*** Opening of Data for this task ***

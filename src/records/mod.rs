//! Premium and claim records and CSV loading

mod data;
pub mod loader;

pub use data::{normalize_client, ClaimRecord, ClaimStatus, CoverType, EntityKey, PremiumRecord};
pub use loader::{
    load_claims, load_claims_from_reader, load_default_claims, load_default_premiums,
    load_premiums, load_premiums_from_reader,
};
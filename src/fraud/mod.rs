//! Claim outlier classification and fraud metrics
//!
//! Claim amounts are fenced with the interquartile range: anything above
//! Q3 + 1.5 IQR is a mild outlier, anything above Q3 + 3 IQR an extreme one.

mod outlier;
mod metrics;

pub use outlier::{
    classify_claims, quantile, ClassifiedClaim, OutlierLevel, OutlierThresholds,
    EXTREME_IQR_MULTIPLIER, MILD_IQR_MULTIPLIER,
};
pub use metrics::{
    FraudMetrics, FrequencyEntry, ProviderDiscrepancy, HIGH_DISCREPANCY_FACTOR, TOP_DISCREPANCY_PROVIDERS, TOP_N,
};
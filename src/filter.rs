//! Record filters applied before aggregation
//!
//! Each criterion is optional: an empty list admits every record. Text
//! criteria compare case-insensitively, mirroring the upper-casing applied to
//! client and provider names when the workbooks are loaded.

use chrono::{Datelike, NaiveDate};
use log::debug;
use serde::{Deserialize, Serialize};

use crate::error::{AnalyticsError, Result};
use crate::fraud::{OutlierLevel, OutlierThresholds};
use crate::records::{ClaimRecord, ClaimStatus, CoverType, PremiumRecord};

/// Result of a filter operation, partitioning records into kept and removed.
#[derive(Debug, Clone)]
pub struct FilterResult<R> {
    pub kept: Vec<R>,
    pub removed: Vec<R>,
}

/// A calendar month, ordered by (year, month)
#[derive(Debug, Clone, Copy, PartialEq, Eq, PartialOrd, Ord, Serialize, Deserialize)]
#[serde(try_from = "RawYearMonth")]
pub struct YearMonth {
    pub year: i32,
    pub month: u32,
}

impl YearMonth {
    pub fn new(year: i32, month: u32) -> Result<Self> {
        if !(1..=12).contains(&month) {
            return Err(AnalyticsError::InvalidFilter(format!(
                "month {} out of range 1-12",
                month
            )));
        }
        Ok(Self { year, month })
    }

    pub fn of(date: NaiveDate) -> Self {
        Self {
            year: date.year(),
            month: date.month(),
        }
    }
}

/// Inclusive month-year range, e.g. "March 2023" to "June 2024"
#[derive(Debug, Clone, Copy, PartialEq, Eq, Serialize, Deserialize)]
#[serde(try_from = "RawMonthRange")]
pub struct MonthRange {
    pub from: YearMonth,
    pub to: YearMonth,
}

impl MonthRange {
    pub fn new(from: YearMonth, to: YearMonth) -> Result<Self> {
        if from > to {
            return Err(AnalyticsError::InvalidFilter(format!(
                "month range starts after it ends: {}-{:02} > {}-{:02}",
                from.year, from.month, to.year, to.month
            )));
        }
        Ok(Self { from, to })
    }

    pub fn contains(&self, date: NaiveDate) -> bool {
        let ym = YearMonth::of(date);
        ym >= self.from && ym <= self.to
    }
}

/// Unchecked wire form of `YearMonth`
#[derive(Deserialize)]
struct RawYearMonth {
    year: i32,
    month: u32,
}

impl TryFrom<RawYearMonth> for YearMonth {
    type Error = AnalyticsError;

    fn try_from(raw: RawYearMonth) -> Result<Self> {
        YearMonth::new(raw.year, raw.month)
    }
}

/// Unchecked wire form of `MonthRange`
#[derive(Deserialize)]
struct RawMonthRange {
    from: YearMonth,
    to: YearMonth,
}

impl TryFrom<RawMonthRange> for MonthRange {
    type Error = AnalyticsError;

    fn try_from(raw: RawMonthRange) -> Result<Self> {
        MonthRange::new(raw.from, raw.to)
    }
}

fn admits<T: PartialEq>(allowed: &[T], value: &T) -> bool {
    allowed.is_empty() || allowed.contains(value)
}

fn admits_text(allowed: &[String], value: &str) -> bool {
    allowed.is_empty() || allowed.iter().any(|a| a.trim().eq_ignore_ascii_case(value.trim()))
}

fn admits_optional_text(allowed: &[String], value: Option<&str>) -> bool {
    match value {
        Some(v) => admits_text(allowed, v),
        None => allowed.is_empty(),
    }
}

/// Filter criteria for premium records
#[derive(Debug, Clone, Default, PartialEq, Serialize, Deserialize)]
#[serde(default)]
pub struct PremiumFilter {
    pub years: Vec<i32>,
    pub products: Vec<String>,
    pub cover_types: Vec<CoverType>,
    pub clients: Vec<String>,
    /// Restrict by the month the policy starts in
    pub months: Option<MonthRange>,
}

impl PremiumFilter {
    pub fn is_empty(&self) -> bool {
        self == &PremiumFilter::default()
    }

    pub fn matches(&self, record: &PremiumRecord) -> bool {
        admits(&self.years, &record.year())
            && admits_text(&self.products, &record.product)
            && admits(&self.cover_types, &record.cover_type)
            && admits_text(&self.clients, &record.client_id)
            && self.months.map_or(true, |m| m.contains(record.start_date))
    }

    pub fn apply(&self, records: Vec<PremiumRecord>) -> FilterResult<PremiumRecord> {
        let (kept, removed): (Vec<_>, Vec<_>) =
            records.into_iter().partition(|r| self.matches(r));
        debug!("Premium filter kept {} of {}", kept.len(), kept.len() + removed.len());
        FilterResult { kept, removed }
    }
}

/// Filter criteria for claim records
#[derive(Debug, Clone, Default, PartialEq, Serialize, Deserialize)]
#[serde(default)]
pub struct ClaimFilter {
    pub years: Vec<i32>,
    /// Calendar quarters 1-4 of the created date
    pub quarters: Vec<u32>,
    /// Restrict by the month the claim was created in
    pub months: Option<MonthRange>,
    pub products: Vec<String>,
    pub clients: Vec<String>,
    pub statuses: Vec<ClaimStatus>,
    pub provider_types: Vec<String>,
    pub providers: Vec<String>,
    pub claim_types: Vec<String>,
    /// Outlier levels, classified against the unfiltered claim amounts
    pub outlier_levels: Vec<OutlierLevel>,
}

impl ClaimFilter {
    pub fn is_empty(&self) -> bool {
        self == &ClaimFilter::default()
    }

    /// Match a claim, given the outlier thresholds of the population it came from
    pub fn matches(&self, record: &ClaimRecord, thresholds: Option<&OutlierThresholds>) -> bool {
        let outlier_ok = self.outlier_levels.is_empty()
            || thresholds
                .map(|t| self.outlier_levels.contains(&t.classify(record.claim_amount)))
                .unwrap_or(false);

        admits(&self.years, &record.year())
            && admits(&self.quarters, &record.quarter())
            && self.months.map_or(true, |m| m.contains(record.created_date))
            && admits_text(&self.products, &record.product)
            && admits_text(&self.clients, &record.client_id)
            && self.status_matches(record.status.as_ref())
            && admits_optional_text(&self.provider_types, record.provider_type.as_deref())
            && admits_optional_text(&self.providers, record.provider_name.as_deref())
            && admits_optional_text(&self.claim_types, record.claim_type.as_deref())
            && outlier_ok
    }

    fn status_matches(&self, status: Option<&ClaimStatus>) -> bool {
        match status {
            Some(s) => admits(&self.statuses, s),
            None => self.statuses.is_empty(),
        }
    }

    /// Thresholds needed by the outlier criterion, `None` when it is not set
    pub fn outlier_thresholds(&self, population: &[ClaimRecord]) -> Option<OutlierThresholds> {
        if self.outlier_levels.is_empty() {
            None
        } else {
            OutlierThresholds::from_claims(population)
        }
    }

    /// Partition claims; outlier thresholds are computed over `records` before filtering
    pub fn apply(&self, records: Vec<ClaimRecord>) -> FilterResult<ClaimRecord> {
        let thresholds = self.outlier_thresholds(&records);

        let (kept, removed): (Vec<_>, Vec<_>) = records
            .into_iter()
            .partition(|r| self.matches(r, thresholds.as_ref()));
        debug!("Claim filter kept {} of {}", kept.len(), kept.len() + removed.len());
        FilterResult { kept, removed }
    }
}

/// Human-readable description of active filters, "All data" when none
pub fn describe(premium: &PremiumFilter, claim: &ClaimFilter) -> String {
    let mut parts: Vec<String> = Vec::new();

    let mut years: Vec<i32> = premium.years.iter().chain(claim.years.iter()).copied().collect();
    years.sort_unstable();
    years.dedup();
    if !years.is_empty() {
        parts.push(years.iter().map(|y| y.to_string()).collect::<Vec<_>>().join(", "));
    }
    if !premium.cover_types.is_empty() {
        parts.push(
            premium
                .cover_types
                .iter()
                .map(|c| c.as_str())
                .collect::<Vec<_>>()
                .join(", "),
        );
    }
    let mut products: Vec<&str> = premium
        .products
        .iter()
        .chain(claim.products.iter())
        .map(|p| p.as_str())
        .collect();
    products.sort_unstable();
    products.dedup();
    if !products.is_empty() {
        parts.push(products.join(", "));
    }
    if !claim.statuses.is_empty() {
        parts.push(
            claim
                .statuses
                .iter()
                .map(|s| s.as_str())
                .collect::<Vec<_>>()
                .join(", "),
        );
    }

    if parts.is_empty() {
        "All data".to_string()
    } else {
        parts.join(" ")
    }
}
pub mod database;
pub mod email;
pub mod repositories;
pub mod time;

*** Close of Data for this task ***

What the exercise asks:
Among the lines above, show every one that contains the string "products".

Task response:
    pub products: Vec<String>,
            && admits_text(&self.products, &record.product)
    pub products: Vec<String>,
            && admits_text(&self.products, &record.product)
    let mut products: Vec<&str> = premium
        .products
        .chain(claim.products.iter())
    products.sort_unstable();
    products.dedup();
    if !products.is_empty() {
        parts.push(products.join(", "));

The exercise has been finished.